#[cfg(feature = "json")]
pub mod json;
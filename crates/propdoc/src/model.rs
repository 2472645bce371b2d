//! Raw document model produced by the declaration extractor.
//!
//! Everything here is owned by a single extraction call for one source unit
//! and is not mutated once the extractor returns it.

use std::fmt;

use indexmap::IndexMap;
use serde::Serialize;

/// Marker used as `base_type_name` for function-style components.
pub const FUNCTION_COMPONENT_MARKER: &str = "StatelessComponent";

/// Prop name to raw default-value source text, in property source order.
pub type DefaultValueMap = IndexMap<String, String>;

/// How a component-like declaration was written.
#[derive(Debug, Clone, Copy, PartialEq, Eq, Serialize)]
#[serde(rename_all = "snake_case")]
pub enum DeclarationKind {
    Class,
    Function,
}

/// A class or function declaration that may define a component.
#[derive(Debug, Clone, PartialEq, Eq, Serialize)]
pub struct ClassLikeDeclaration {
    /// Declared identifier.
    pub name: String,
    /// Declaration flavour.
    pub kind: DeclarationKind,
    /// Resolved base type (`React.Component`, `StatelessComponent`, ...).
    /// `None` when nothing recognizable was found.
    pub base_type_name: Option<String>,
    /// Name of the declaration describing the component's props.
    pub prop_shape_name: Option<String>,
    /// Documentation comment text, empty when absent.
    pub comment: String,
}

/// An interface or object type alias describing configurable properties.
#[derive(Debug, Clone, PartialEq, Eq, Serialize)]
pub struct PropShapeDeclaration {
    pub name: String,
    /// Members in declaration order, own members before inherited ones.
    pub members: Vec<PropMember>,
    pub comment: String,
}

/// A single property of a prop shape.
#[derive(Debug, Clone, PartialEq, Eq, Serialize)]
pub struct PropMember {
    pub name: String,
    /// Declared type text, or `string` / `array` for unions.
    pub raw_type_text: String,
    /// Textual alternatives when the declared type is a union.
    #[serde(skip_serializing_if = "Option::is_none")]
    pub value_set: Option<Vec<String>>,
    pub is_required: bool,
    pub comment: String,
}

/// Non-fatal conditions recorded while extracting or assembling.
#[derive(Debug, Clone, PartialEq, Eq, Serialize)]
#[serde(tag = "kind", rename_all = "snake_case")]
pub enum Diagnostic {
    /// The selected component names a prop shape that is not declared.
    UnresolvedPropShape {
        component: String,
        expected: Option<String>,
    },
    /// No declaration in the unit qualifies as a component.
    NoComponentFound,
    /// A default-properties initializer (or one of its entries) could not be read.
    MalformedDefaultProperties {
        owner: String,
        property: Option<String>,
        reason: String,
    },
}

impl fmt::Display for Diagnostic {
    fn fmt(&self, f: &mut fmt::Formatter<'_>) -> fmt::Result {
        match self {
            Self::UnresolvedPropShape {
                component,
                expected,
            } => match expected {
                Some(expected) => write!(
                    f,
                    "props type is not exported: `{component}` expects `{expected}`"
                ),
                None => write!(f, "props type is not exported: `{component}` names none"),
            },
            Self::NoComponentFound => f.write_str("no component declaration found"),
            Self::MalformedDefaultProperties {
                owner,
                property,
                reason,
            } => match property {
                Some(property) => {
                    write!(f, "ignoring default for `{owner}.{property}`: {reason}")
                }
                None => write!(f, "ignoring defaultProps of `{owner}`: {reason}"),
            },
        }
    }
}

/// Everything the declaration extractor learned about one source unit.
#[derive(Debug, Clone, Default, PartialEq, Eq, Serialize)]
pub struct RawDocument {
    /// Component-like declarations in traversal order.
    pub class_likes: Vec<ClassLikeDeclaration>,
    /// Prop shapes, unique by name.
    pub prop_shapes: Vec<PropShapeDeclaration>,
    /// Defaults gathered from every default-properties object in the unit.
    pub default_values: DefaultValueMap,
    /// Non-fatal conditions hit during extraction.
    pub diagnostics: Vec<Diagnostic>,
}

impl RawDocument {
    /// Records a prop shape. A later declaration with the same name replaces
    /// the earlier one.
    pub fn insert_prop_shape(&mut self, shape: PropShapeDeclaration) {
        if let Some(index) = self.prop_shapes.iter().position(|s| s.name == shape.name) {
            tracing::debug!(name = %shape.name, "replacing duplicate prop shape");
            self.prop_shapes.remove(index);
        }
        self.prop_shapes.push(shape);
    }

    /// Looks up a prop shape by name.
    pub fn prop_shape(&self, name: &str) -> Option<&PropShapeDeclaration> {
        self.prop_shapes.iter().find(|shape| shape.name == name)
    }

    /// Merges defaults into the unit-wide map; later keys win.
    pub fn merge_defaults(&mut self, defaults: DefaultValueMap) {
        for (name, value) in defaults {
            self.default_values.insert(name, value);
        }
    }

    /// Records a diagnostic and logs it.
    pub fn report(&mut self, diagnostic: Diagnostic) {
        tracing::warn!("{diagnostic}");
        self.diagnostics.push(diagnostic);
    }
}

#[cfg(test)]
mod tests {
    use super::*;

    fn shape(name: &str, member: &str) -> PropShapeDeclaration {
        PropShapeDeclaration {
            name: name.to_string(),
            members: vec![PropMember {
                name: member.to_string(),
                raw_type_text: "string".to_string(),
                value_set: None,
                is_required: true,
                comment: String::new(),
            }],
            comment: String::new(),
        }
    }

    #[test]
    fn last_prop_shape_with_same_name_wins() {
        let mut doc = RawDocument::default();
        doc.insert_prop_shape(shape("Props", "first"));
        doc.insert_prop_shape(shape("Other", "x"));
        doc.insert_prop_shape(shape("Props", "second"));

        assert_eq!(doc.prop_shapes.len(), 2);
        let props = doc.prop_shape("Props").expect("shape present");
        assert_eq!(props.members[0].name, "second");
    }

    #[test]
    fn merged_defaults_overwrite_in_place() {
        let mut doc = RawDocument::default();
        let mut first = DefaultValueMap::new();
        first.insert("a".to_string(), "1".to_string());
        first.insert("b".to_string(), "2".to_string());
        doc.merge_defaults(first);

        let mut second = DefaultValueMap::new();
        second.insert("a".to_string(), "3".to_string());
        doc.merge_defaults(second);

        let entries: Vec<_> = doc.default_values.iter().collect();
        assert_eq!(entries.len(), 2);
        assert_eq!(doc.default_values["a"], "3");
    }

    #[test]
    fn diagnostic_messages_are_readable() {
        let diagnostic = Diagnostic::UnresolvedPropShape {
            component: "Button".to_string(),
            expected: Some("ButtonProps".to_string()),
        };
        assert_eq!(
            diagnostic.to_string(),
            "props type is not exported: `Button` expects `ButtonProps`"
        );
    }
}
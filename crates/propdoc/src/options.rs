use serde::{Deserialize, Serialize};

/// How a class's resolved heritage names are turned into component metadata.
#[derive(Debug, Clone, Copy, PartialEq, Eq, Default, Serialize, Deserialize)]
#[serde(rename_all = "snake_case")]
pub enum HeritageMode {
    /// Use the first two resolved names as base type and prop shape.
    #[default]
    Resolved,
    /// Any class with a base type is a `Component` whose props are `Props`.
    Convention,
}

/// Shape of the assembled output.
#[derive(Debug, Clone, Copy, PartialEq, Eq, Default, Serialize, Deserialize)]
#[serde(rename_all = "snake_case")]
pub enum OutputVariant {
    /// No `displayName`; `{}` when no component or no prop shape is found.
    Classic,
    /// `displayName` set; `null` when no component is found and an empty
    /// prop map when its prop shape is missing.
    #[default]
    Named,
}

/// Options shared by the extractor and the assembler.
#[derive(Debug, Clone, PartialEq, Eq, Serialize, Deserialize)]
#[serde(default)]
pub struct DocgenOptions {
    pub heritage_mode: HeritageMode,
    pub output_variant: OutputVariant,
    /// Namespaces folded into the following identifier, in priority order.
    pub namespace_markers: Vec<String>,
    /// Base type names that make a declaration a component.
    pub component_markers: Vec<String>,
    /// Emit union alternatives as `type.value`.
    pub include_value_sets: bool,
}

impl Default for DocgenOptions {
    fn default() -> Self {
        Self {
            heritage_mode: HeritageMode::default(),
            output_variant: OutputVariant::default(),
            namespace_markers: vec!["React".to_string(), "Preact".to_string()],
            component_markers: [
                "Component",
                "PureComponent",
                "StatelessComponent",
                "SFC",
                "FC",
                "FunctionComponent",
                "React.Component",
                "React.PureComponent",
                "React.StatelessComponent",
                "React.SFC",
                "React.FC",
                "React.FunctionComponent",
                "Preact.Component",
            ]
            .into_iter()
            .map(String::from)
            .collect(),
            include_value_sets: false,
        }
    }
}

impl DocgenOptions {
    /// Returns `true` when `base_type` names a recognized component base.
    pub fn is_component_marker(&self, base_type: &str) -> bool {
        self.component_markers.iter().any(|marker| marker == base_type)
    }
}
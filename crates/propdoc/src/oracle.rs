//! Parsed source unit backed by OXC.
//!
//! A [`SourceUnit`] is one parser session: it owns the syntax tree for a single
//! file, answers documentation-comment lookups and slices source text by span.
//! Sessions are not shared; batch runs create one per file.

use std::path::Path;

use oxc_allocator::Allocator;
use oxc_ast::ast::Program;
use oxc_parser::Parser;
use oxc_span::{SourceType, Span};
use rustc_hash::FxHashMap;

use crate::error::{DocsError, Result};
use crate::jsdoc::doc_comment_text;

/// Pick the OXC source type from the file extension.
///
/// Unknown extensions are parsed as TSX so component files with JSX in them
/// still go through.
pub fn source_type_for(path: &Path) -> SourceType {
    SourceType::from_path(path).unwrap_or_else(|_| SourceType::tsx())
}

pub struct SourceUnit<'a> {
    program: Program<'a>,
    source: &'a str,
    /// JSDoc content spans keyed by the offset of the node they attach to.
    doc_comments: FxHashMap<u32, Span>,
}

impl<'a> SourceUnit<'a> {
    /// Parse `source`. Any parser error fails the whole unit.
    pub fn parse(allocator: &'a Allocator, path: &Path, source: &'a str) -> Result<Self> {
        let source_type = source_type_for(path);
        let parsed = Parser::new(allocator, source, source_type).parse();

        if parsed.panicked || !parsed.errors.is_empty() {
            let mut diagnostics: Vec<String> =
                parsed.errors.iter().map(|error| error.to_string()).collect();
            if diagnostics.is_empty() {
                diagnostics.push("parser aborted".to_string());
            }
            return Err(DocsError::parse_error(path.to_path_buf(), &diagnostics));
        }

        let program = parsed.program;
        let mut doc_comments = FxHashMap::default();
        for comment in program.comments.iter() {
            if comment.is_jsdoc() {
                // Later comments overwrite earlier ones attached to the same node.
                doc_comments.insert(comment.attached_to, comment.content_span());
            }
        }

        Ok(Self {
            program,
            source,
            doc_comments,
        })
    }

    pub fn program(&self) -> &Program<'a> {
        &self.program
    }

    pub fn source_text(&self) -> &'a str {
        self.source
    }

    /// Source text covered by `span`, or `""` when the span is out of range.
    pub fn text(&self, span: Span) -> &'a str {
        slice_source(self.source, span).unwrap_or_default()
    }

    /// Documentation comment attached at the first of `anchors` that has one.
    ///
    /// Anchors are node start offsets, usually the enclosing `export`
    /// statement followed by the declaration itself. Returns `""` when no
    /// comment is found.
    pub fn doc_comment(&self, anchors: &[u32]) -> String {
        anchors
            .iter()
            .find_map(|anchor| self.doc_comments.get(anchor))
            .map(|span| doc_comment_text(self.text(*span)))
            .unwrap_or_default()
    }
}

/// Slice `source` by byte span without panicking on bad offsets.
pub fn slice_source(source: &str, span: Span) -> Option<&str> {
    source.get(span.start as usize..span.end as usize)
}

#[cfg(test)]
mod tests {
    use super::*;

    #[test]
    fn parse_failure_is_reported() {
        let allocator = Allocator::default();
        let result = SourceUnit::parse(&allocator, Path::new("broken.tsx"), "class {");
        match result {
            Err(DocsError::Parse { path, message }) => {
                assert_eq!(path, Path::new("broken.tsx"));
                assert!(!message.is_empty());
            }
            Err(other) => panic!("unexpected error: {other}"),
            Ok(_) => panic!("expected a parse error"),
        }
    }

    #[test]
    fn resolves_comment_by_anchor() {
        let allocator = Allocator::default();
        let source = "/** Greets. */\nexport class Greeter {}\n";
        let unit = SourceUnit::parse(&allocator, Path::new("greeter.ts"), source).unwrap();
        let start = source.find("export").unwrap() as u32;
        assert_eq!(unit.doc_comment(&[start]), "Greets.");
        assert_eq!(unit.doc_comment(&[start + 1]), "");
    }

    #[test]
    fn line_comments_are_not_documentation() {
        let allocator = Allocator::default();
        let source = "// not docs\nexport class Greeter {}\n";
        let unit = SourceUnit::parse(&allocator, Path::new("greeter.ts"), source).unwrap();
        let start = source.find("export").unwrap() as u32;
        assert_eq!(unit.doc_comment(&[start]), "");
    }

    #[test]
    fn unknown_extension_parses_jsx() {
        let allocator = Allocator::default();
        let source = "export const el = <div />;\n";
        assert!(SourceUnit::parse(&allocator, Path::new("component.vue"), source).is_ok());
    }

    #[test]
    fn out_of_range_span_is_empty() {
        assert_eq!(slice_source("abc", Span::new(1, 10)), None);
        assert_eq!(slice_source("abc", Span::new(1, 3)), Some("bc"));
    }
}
☆ ☆ ☆
**PROBLEM STATEMENT**
Output the lines of the records above exactly as they appear, from the line containing "self.prop_shapes.iter().find(|shape| shape.name == name)" through the line containing "for (name, value)".

**SOLUTION TO THIS PROBLEM**
        self.prop_shapes.iter().find(|shape| shape.name == name)
    }

    /// Merges defaults into the unit-wide map; later keys win.
    pub fn merge_defaults(&mut self, defaults: DefaultValueMap) {
        for (name, value) in defaults {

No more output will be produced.